Hospital to Home (H2H) brings together expert staff from across health and social care. We work together to transform how people transition from hospital to home.
We aim to start planning each person’s discharge as soon as we admit them to hospital. It’s a team effort that provides support to each patient and their family, friends, and carers.
We work together to ‘unblock’ things that are getting in the way of them getting home safely and quickly.
What does Hospital to Home do differently?
Before Hospital to Home, people’s progress through their hospital stay (known as ‘flow’) was often fragmented. Different roles, teams and organisations didn’t always work closely together.
This new team brings together experts from health, social care, and the voluntary sector into local hubs. We are working together to break down silos.
We hold daily ‘flow’ meetings, ward reviews, and virtual ‘H2H Hubs’ where we can support other teams.
Our work often involves coordinating practical solutions to problems like housing or benefits. Depending on what someone needs, we can signpost to other services or provide support ourselves. We focus on person-centered care built around each person’s rights and needs.
Working together also helps to ensure clear communication between patients, families, and professionals.
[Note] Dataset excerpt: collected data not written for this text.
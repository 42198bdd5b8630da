use std::fmt::Write;

use crate::models::Script;

const SCENE_RULE_WIDTH: usize = 50;

/// Flattened, human-readable transcript of a script.
#[must_use]
pub fn render(script: &Script) -> String {
    let mut out = String::new();

    // The rule is as long as the title in UTF-16 units.
    let _ = write!(
        out,
        "{}\n{}\n\n{}\n\n",
        script.title,
        "=".repeat(script.title.encode_utf16().count()),
        script.synopsis
    );

    for scene in &script.scenes {
        let _ = write!(
            out,
            "\nCENA {} - {}\n{}\n",
            scene.index,
            scene.duration_label,
            "-".repeat(SCENE_RULE_WIDTH)
        );
        let _ = write!(out, "{}\n\n", scene.description);

        if !scene.dialogue_lines.is_empty() {
            let _ = write!(out, "Diálogos:\n{}\n\n", scene.dialogue_lines.join("\n"));
        }

        let _ = write!(out, "🎨 Prompt Imagem: {}\n\n", scene.image_prompt);
        let _ = write!(out, "🎬 Prompt Animação: {}\n\n", scene.animation_prompt);
        let _ = write!(out, "🔊 SFX: {}\n\n", scene.sound_effects.join(", "));
        let _ = write!(out, "🎵 Trilha: {}\n\n", scene.soundtrack_note);
    }

    out
}

#[cfg(test)]
mod tests {
    use super::*;
    use crate::models::Scene;

    fn scene(index: usize, dialogue: Vec<&str>) -> Scene {
        Scene {
            index,
            description: format!("Descrição {index}"),
            duration_label: "15-20s".to_string(),
            dialogue_lines: dialogue.into_iter().map(String::from).collect(),
            image_prompt: "img".to_string(),
            animation_prompt: "anim".to_string(),
            sound_effects: vec!["ambiente".to_string(), "fade out".to_string()],
            soundtrack_note: "trilha".to_string(),
        }
    }

    #[test]
    fn test_text_layout() {
        let script = Script {
            title: "Caçada em Farol".to_string(),
            synopsis: "Sinopse.".to_string(),
            scenes: vec![scene(1, vec![]), scene(2, vec!["\"Oi\"", "\"Tchau\""])],
        };

        let expected = format!(
            "Caçada em Farol\n{}\n\nSinopse.\n\n\
             \nCENA 1 - 15-20s\n{dashes}\nDescrição 1\n\n\
             🎨 Prompt Imagem: img\n\n🎬 Prompt Animação: anim\n\n🔊 SFX: ambiente, fade out\n\n🎵 Trilha: trilha\n\n\
             \nCENA 2 - 15-20s\n{dashes}\nDescrição 2\n\n\
             Diálogos:\n\"Oi\"\n\"Tchau\"\n\n\
             🎨 Prompt Imagem: img\n\n🎬 Prompt Animação: anim\n\n🔊 SFX: ambiente, fade out\n\n🎵 Trilha: trilha\n\n",
            "=".repeat(15),
            dashes = "-".repeat(50),
        );

        assert_eq!(render(&script), expected);
    }

    #[test]
    fn test_title_rule_counts_characters() {
        let script = Script {
            title: "Ação".to_string(),
            synopsis: String::new(),
            scenes: vec![],
        };

        assert!(render(&script).starts_with("Ação\n====\n\n"));
    }

    #[test]
    fn test_title_rule_counts_surrogate_pairs() {
        let script = Script {
            title: "Farol 🎬".to_string(),
            synopsis: String::new(),
            scenes: vec![],
        };

        let expected = format!("Farol 🎬\n{}\n\n", "=".repeat(8));
        assert!(render(&script).starts_with(&expected));
    }
}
This service operates across North Cumbria and Tyne and Wear. We take the same joined-up approach wherever people live in our region.
The Hospital to Home team
The Hospital to Home team consists of many specialist staff who all work together around the patient. Here are some of the key roles that we have within the team:
Discharge Facilitators assess, coordinate, and help people to transition to our Crisis team when they are clinically ready. They use their wealth of local knowledge and networks to support discharges.
Clinical Bed Managers in each area coordinate bed availability across the Trust. This includes giving extra help for complex or high-risk cases when someone is ready to be discharged. They also provide clinical oversight when we transfer or move people to a different level of care.
The Transitional Discharge Team helps reduce delays by identifying and fixing issues that could block someone’s discharge early on. This can mean providing practical help or directing someone to additional support. They use a network of community contacts and resources. They play a key role in making sure that discharge planning is person-centered and begins early in the admission process.
Social Workers provide leadership and legal expertise. They are especially important in interfacing between services and organisations in more complex cases. They can also do social work assessments to ensure a safe and sustainable discharge.
Senior Crisis Clinicians are skilled practitioners. They can expertly assess risks and make clinical decisions. They are the key points of contact for patients, carers and colleagues. By offering quick assessments and short‑term therapeutic input in a crisis, they can help to resolve issues before they get worse. Senior clinical oversight supports safe discharges, step-ups and transfers.
Senior Medical Consultants are skilled psychiatrists. They offer a wide range of clinical advice. They advise on complex cases, like when someone has several hospital stays or is in a ward for a long time without getting better.
Improving discharge rates and patient experience
By changing our approach, we can now send more people home from hospital when they are ready. From June to September 2025, facilitated discharges increased from 289 to 367 compared to the previous year. We were able to make 75 more discharges than the year before. This means fewer people are ‘stuck’ in hospital when they are clinically ready for discharge.
This saves money and makes sure beds are free for those who need them. Most importantly, patients say they have a better experience. Patients and their families have given us positive feedback. They appreciate when services work closely together. They also value consistent support from social workers.